Molecular hydrogen suppresses activated Wnt/β-catenin signaling

Molecular hydrogen (H-2) is effective for many diseases. However, molecular bases of H-2 have not been fully elucidated. Cumulative evidence indicates that H-2 acts as a gaseous signal modulator. We found that H-2 suppresses activated Wnt/beta-catenin signaling by promoting phosphorylation and degradation of beta-catenin. Either complete inhibition of GSK3 or mutations at CK1- and GSK3-phosphorylation sites of beta-catenin abolished the suppressive effect of H-2. H-2 did not increase GSK3-mediated phosphorylation of glycogen synthase, indicating that H-2 has no direct effect on GSK3 itself.
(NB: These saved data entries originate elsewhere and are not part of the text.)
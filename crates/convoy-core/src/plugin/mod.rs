//! Item-type plugins: the task-generation capability interface.
//!
//! Each item type contributes tasks for the model delta through
//! [`ItemPlugin::generate_tasks`]; the registry collects them for the
//! dependency graph builder. Callback tasks are dispatched back to their
//! emitting plugin at execution time.

mod registry;
mod resource;
mod trait_def;

pub use registry::PluginRegistry;
pub use resource::ResourcePlugin;
pub use trait_def::{ItemPlugin, TaskSpec};
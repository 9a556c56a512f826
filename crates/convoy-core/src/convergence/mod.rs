//! Convergence monitor: drives a configuration task through render, apply,
//! and polling, bounded by the four convergence parameters.
//!
//! The parameters are read at service start from the daemon configuration
//! file and validated against their documented ranges; the service must not
//! start with an out-of-range value.

use std::time::Duration;

use thiserror::Error;
use tracing::{debug, error};

use crate::manifest::{FragmentChange, ManifestApplier, PollStatus};

/// Extra time a phase is allowed beyond `puppet_phase_timeout` so tasks can
/// reach a clean terminal state before being failed.
pub const PHASE_CLEANUP_ALLOWANCE_SECS: u64 = 60;

/// The four convergence parameters from the daemon configuration file.
#[derive(Debug, Clone, Copy, PartialEq, Eq)]
pub struct ConvergeConfig {
    /// Wall-time budget per phase in seconds, [0, 604800]; 0 disables the
    /// phase timeout.
    pub puppet_phase_timeout: i64,
    /// Seconds between polls: 0 (poll back-to-back) or [60, 3600].
    pub puppet_poll_frequency: i64,
    /// Number of polls before giving up, [1, 1000].
    pub puppet_poll_count: i64,
    /// Per-poll remote-agent timeout in seconds, [300, 900].
    pub puppet_mco_timeout: i64,
}

impl Default for ConvergeConfig {
    fn default() -> Self {
        Self {
            puppet_phase_timeout: 43_200,
            puppet_poll_frequency: 60,
            puppet_poll_count: 480,
            puppet_mco_timeout: 900,
        }
    }
}

/// A convergence parameter outside its documented range.
///
/// The message shape is matched by operators and external tooling.
#[derive(Debug, Clone, Error, PartialEq, Eq)]
#[error(
    "Incorrect \"{param}\" value specified in {source_file}. \
     Valid \"{param}\" value is an integer{valid}"
)]
pub struct ConfigValidationError {
    pub param: &'static str,
    pub source_file: String,
    pub valid: &'static str,
}

impl ConvergeConfig {
    /// Validate every parameter against its documented range.
    ///
    /// `source` names the configuration file for the error message.
    pub fn validate(&self, source: &str) -> Result<(), ConfigValidationError> {
        let fail = |param: &'static str, valid: &'static str| ConfigValidationError {
            param,
            source_file: source.to_owned(),
            valid,
        };

        if !(0..=604_800).contains(&self.puppet_phase_timeout) {
            return Err(fail(
                "puppet_phase_timeout",
                " within a range [0, 604800]",
            ));
        }
        if self.puppet_poll_frequency != 0
            && !(60..=3_600).contains(&self.puppet_poll_frequency)
        {
            return Err(fail("puppet_poll_frequency", ": 0 or [60, 3600]"));
        }
        if !(1..=1_000).contains(&self.puppet_poll_count) {
            return Err(fail("puppet_poll_count", " within a range [1, 1000]"));
        }
        if !(300..=900).contains(&self.puppet_mco_timeout) {
            return Err(fail("puppet_mco_timeout", " within a range [300, 900]"));
        }
        Ok(())
    }

    /// Wall-time budget for one phase, including the cleanup allowance.
    /// `None` when the phase timeout is disabled.
    pub fn phase_deadline(&self) -> Option<Duration> {
        if self.puppet_phase_timeout == 0 {
            None
        } else {
            Some(Duration::from_secs(
                self.puppet_phase_timeout as u64 + PHASE_CLEANUP_ALLOWANCE_SECS,
            ))
        }
    }
}

/// Why a configuration task failed to converge.
#[derive(Debug, Error)]
pub enum ConvergeError {
    #[error("failed to render manifest fragment: {0}")]
    Render(#[source] anyhow::Error),

    #[error("failed to trigger apply: {0}")]
    Apply(#[source] anyhow::Error),

    /// `puppet_poll_count` polls elapsed without an idle observation.
    #[error("maximum poll count reached after {observations} polls")]
    PollExhausted { observations: i64 },
}

impl ConvergeError {
    /// True when application was triggered but no terminal observation
    /// arrived, leaving the item's on-node state unknown.
    pub fn outcome_indeterminable(&self) -> bool {
        matches!(self, Self::PollExhausted { .. })
    }
}

/// Drive one configuration task: render the fragment, trigger apply, and
/// poll until the node reports idle or the poll budget is exhausted.
///
/// Every non-idle observation (still applying, unreachable, or a poll that
/// outran `puppet_mco_timeout`) counts against `puppet_poll_count`, so a
/// task that never converges produces exactly `puppet_poll_count` of them.
/// Rollback is the caller's responsibility.
pub async fn run_config_task(
    applier: &dyn ManifestApplier,
    config: &ConvergeConfig,
    node: &str,
    change: FragmentChange,
) -> Result<(), ConvergeError> {
    applier
        .render(node, change)
        .await
        .map_err(ConvergeError::Render)?;

    applier.apply(node).await.map_err(ConvergeError::Apply)?;

    let mco_timeout = Duration::from_secs(config.puppet_mco_timeout.max(0) as u64);
    let poll_interval = Duration::from_secs(config.puppet_poll_frequency.max(0) as u64);

    let mut observations = 0;
    for attempt in 1..=config.puppet_poll_count {
        let status = tokio::time::timeout(mco_timeout, applier.poll(node)).await;
        match status {
            Ok(Ok(PollStatus::Idle)) => return Ok(()),
            Ok(Ok(_)) | Ok(Err(_)) | Err(_) => {
                observations += 1;
                debug!(node = %node, poll = attempt, "puppet not applying");
            }
        }
        if attempt < config.puppet_poll_count && !poll_interval.is_zero() {
            tokio::time::sleep(poll_interval).await;
        }
    }

    error!(
        node = %node,
        "Maximum poll count reached. Puppet not applying configuration. \
         Failing running tasks"
    );
    Err(ConvergeError::PollExhausted { observations })
}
Knockdown of adenomatous polyposis coli (APC) or Axin1, which form the beta-catenin degradation complex, minimized the suppressive effect of H2 on beta-catenin accumulation. Accordingly, the effect of H-2 requires CK1/GSK3-phosphorylation sites of beta-catenin, as well as the beta-catenin degradation complex comprised of CK1, GSK3, APC, and Axin1. We additionally found that H-2 reduces the activation of Wnt/beta-catenin signaling in human osteoarthritis chondrocytes. Oral intake of H-2 water tended to ameliorate cartilage degradation in a surgery-induced rat osteoarthritis model through attenuating beta-catenin accumulation. We first demonstrate that H-2 suppresses abnormally activated Wnt/beta-catenin signaling, which accounts for the protective roles of H-2 in a fraction of diseases.